Nathraen hielt mich noch immer fest am Boden, als er sich neben mich stellte und zu erzählen begann.
»Ich traf den Prinzen an jenem Tag in den Nebeln, östlich von Selvaras …«
Ich versuchte, nicht so genau hinzuhören, da ich bereits wusste, was er erzählen würde.
»… er hat mich mit einem Dolch vergiftet und als Gefangenen nach Selvaras gebracht. «
»Ich liebe eure Manöver, General Nathraen, erzählt mehr davon«, rief die Königin, die sich auf ihrem Thron aufgerichtet hatte.
»Ich habe ihm mein Leben vor die Füße geworfen, und er hat mich verschont, wie es zu erwarten war, meine Königin. Der Prinz hat ein weiches Herz und so hat er nicht eine Sekunde daran gedacht, dass ich mich gefangen nehmen lassen wollte
Ich knirschte mit den Zähnen, während ich versuchte, die Wut zu kontrollieren, die sich in mir zusammenbraute.
»Sein Vater hat mich, wie ebenfalls zu erwarten war, zum Tode durch die Götter verurteilt, und so haben sie mich ein paar Tage später nach Fiyellnoas gebracht. Bis dahin hatte ich mir schon das Vertrauen des Prinzen erschlichen.«
Ich konnte die Beschleunigung meines Atems deutlich hören. Meine Fingernägel kratzten über den Fußboden.
»Törichter Bursche – und das soll ein Prinz sein!«, rief die Königin amüsiert, bevor sie Nathraen zuwinkte, damit er mit der Geschichte fortfuhr.
»Sie haben es mir noch viel leichter gemacht als geplant, als sie mir anboten, mir einen letzten Wunsch zu erfüllen.«
Die Königin gluckste vor Freude.
»Sagt schon, was haben diese Blattfresser euch versprochen?«
»Eine Nacht mit einer von Alathons Töchtern.«
Die Königin lachte unterirdisch.
»Und – welche habt ihr genommen?«
»Die Hübscheste natürlich«, rief Nathraen und drückte mir seine Finger in den Nacken. »Seinen Sohn. «
Die Königin konnte sich vor Lachen nicht mehr halten. Ihr bösartiges Gelächter schallte durch die gesamte Halle und machte mich rasend.
»Alathon wird toben vor Wut! Ihr macht ganz Umbraevyn stolz, General.«
»Habt Dank, meine Königin. Nachdem ich ihn in meinem Zelt hatte, habe ich zum Angriff gerufen. Meine Männer hatten die ganze Zeit auf der Lauer gelegen, und so war es ein Leichtes, den Götterhain zu säubern.«
»Sie sind alle tot?«
»Nein, wie ihr gewünscht habt, haben wir den König, seine Familie und ein paar Untertanen entkommen lassen, um die Nachricht unseres Sieges zu verbreiten.

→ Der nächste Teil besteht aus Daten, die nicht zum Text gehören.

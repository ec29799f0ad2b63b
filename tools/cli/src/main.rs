//! gmanvault CLI - Command line interface for encrypted grade-book vaults.
//!
//! This tool opens a container, hands out the decrypted working file while
//! the vault is locked to this user, and seals it again afterwards.

use anyhow::{Context, Result};
use clap::{Args, Parser, Subcommand};
use std::path::{Path, PathBuf};
use tracing::{info, warn, Level};
use tracing_subscriber::FmtSubscriber;
use zeroize::Zeroizing;

use gmanvault_common::{Error, Identity};
use gmanvault_vault::{
    create_keyfile, AdvisoryLock, Container, Credential, VaultOptions, VaultSession,
};

#[derive(Parser)]
#[command(name = "gmanvault")]
#[command(about = "gmanvault - Encrypted grade-book vaults")]
#[command(version)]
struct Cli {
    /// Enable verbose logging.
    #[arg(short, long)]
    verbose: bool,

    /// JSON file with vault options.
    #[arg(short, long, global = true)]
    config: Option<PathBuf>,

    /// Identity to lock the vault with (defaults to the current user).
    #[arg(short, long, global = true)]
    identity: Option<String>,

    #[command(subcommand)]
    command: Commands,
}

/// How to unlock a container.
#[derive(Args)]
struct CredentialArgs {
    /// Keyfile holding the vault key.
    #[arg(short, long)]
    keyfile: Option<PathBuf>,

    /// Prompt for a password.
    #[arg(short, long)]
    password: bool,

    /// Create the keyfile if it does not exist.
    #[arg(long, requires = "keyfile")]
    create_keyfile: bool,
}

#[derive(Subcommand)]
enum Commands {
    /// Generate a new keyfile.
    CreateKeyfile {
        /// Where to write the keyfile.
        #[arg(short, long)]
        keyfile: PathBuf,
    },

    /// Show container and lock information.
    Status {
        /// Path to the container.
        #[arg(short = 'f', long)]
        container: PathBuf,
    },

    /// Decrypt the vault, wait for Enter, then seal it again.
    Open {
        /// Path to the container (created if missing).
        #[arg(short = 'f', long)]
        container: PathBuf,

        #[command(flatten)]
        credential: CredentialArgs,
    },

    /// Copy the decrypted payload out without resealing.
    Export {
        /// Path to the container.
        #[arg(short = 'f', long)]
        container: PathBuf,

        /// Destination file.
        #[arg(short, long)]
        output: PathBuf,

        #[command(flatten)]
        credential: CredentialArgs,
    },

    /// Replace the payload with a file and seal.
    Import {
        /// Path to the container (created if missing).
        #[arg(short = 'f', long)]
        container: PathBuf,

        /// Source file.
        #[arg(short = 'n', long)]
        input: PathBuf,

        #[command(flatten)]
        credential: CredentialArgs,
    },

    /// Remove a lock left behind by a crashed session.
    BreakLock {
        /// Path to the container.
        #[arg(short = 'f', long)]
        container: PathBuf,
    },
}

#[tokio::main]
async fn main() -> Result<()> {
    let cli = Cli::parse();

    // Setup logging
    let level = if cli.verbose {
        Level::DEBUG
    } else {
        Level::INFO
    };

    let subscriber = FmtSubscriber::builder()
        .with_max_level(level)
        .with_target(false)
        .compact()
        .finish();
    tracing::subscriber::set_global_default(subscriber)?;

    let options = load_options(cli.config.as_deref(), cli.identity)?;

    match cli.command {
        Commands::CreateKeyfile { keyfile } => cmd_create_keyfile(&keyfile),

        Commands::Status { container } => cmd_status(&container, &options),

        Commands::Open {
            container,
            credential,
        } => cmd_open(container, credential, options).await,

        Commands::Export {
            container,
            output,
            credential,
        } => cmd_export(container, &output, credential, options).await,

        Commands::Import {
            container,
            input,
            credential,
        } => cmd_import(container, &input, credential, options).await,

        Commands::BreakLock { container } => cmd_break_lock(&container, &options),
    }
}

/// Load options from an optional JSON file and apply command-line overrides.
fn load_options(config: Option<&Path>, identity: Option<String>) -> Result<VaultOptions> {
    let mut options = match config {
        Some(path) => {
            let json = std::fs::read_to_string(path)
                .with_context(|| format!("Failed to read config {}", path.display()))?;
            VaultOptions::from_json(&json).context("Invalid config")?
        }
        None => VaultOptions::default(),
    };

    if let Some(name) = identity {
        options.identity = Some(Identity::new(name).context("Invalid identity")?);
    }

    Ok(options)
}

/// Prompt for password securely.
fn prompt_password(prompt: &str) -> Result<Zeroizing<String>> {
    let password = rpassword::prompt_password(prompt).context("Failed to read password")?;
    Ok(Zeroizing::new(password))
}

/// Build the credential for `container` from command-line arguments.
fn resolve_credential(
    container: &Path,
    args: &CredentialArgs,
    options: &mut VaultOptions,
) -> Result<Credential> {
    options.provision_keyfile = args.create_keyfile;

    let password = if args.password {
        let password = prompt_password("Enter password: ")?;
        if !container.exists() {
            let confirm = prompt_password("Confirm password: ")?;
            if *password != *confirm {
                anyhow::bail!("Passwords do not match");
            }
        }
        Some(password.to_string())
    } else {
        None
    };

    Ok(Credential::from_parts(args.keyfile.clone(), password)?)
}

/// Open and decrypt a session on a blocking worker, keeping the KDF off the
/// async runtime.
async fn open_session(
    container: PathBuf,
    args: CredentialArgs,
    mut options: VaultOptions,
) -> Result<(VaultSession, PathBuf)> {
    let credential = resolve_credential(&container, &args, &mut options)?;

    let result = tokio::task::spawn_blocking(move || -> gmanvault_common::Result<_> {
        let mut session = VaultSession::open(&container, &credential, &options)?;
        let path = session.decrypt()?;
        Ok((session, path))
    })
    .await
    .context("Vault worker panicked")?;

    match result {
        Ok(opened) => Ok(opened),
        Err(Error::Busy { holder }) => anyhow::bail!("Vault is locked by {}", holder),
        Err(e @ Error::Decryption(_)) => {
            Err(anyhow::Error::new(e).context("Wrong key or password, or the vault is damaged"))
        }
        Err(e) => Err(anyhow::Error::new(e).context("Failed to open vault")),
    }
}

/// Seal a session on a blocking worker.
async fn seal_session(mut session: VaultSession) -> Result<()> {
    tokio::task::spawn_blocking(move || session.encrypt())
        .await
        .context("Vault worker panicked")?
        .context("Failed to seal vault")
}

/// Generate a new keyfile.
fn cmd_create_keyfile(keyfile: &Path) -> Result<()> {
    create_keyfile(keyfile)
        .with_context(|| format!("Failed to create keyfile {}", keyfile.display()))?;

    println!("Keyfile created: {}", keyfile.display());
    println!("Keep it safe: without it the vault cannot be opened.");

    Ok(())
}

/// Show container information.
fn cmd_status(container: &Path, options: &VaultOptions) -> Result<()> {
    let status = Container::inspect(container, options).context("Failed to inspect container")?;

    println!("Container: {}", container.display());
    println!("  Size: {} bytes", status.size);
    println!(
        "  Contents: {}",
        if status.fresh { "empty (never sealed)" } else { "sealed" }
    );
    match status.lock_holder {
        Some(holder) => println!("  Locked by: {}", holder),
        None => println!("  Locked by: nobody"),
    }

    Ok(())
}

/// Decrypt, wait for the user, then seal.
async fn cmd_open(container: PathBuf, args: CredentialArgs, options: VaultOptions) -> Result<()> {
    info!("Opening vault at: {}", container.display());

    let (session, path) = open_session(container, args, options).await?;

    println!("Vault is open. Working file:");
    println!("  {}", path.display());
    println!("Press Enter to seal the vault.");

    // A plain thread, so an interrupted read does not hold up runtime shutdown.
    let (tx, enter) = tokio::sync::oneshot::channel();
    std::thread::spawn(move || {
        let mut line = String::new();
        let _ = tx.send(std::io::stdin().read_line(&mut line).map(|_| ()));
    });

    tokio::select! {
        result = enter => {
            result.context("Input reader stopped")?.context("Failed to read input")?;
        }
        _ = tokio::signal::ctrl_c() => {
            warn!("Interrupted, sealing vault");
        }
    }

    seal_session(session).await?;
    println!("Vault sealed.");

    Ok(())
}

/// Copy the decrypted payload to `output`.
async fn cmd_export(
    container: PathBuf,
    output: &Path,
    args: CredentialArgs,
    options: VaultOptions,
) -> Result<()> {
    info!("Exporting {} to {}", container.display(), output.display());

    let (mut session, path) = open_session(container, args, options).await?;

    let data = match tokio::fs::read(&path).await {
        Ok(data) => Zeroizing::new(data),
        Err(e) if e.kind() == std::io::ErrorKind::NotFound => Zeroizing::new(Vec::new()),
        Err(e) => return Err(e).context("Failed to read working file"),
    };
    let written = tokio::fs::write(output, &*data)
        .await
        .context("Failed to write output file");

    session.release().context("Failed to release vault")?;
    written?;

    println!(
        "Payload exported: {} ({} bytes)",
        output.display(),
        data.len()
    );

    Ok(())
}

/// Replace the payload with `input` and seal.
async fn cmd_import(
    container: PathBuf,
    input: &Path,
    args: CredentialArgs,
    options: VaultOptions,
) -> Result<()> {
    info!("Importing {} into {}", input.display(), container.display());

    let data = Zeroizing::new(
        tokio::fs::read(input)
            .await
            .context("Failed to read input file")?,
    );

    let (session, path) = open_session(container, args, options).await?;

    // Dropping the session on error releases the lock without sealing.
    tokio::fs::write(&path, &*data)
        .await
        .context("Failed to write working file")?;

    seal_session(session).await?;
    println!("Payload imported and sealed ({} bytes)", data.len());

    Ok(())
}

/// Remove an orphaned lock record.
fn cmd_break_lock(container: &Path, options: &VaultOptions) -> Result<()> {
    let lock = AdvisoryLock::new(options.lock_path(container));

    match lock.break_lock().context("Failed to remove lock")? {
        Some(holder) => println!("Removed lock held by {}", holder),
        None => println!("Vault is not locked."),
    }

    Ok(())
}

Sicher haben sie sich in ihre Nester verkrochen.«
»Sie lecken sich ihre Wunden …«
»Ganz genau. Sie werden lange brauchen, um sich von diesem Schock zu erholen.«
»Ihr versüßt mir den Tag, Schlächter.«
Nathraen verneigte sich ehrfürchtig. Ich hockte noch immer auf dem Boden und versuchte, meine Wut zu zügeln.
»Habt ihr auf eurer Mission den Weg nach Selvaras gefunden?«, fragte die Königin, als sie die Fassung wiedererlangt hatte.
»Ja.«
»Könnt ihr ihn uns beschreiben?«
»Bis ins kleinste Detail, meine Königin. Der Prinz hatte mir unüberlegterweise eine Augenbinde aus Leinen angelegt. Meine Dunkelsicht konnte das aber nicht einschränken. Ich kann meine Männer vom Götterhain bis ins Herz des Waldes führen. «
»Du Bastard!« Ich sprang auf und griff ihn an, die Daumen an seiner Kehle. Nathraen lachte unbeholfen, packte meine Handgelenke und bog sie mir auf den Rücken, sodass ich nur noch mit den Füßen treten konnte. Doch bevor ich etwas damit ausrichten konnte, stieß er mir in die Kniekehlen, und ich ging zu Boden.
»Er ist wild wie ein junger Hirsch.«
»Er ist handzahm«, beteuerte Nathraen. »Die Wahrheit zu erfahren, ist schwer für solch einen frommen Silva'tel wie ihn.«
»Er muss bestraft werden. Wachen, bringt ihn hinab in die Kerker. Niemand greift ohne Konsequenzen meinen General an.«
»Meine Königin, er ist ein dummes Kind, lasst ihn nur toben.«
»Stellt ihr etwa meinen Befehl infrage, General?«
Nathraen senkte den Blick.
»Nein, meine Königin.«
»Bringt den Waldelfenwicht ins Verlies. Soll sich unser Folterknecht an ihm austoben. Morgen werden wir entscheiden, was wir mit ihm anfangen, wenn er dann noch lebt.«
Die Königin schnippte mit den Fingern, und sofort packten mich die Wachen und schleiften mich aus dem Saal. Ich hatte es längst aufgegeben, mich zu wehren. Ich wusste, dass ich einen folgenschweren Fehler begangen hatte.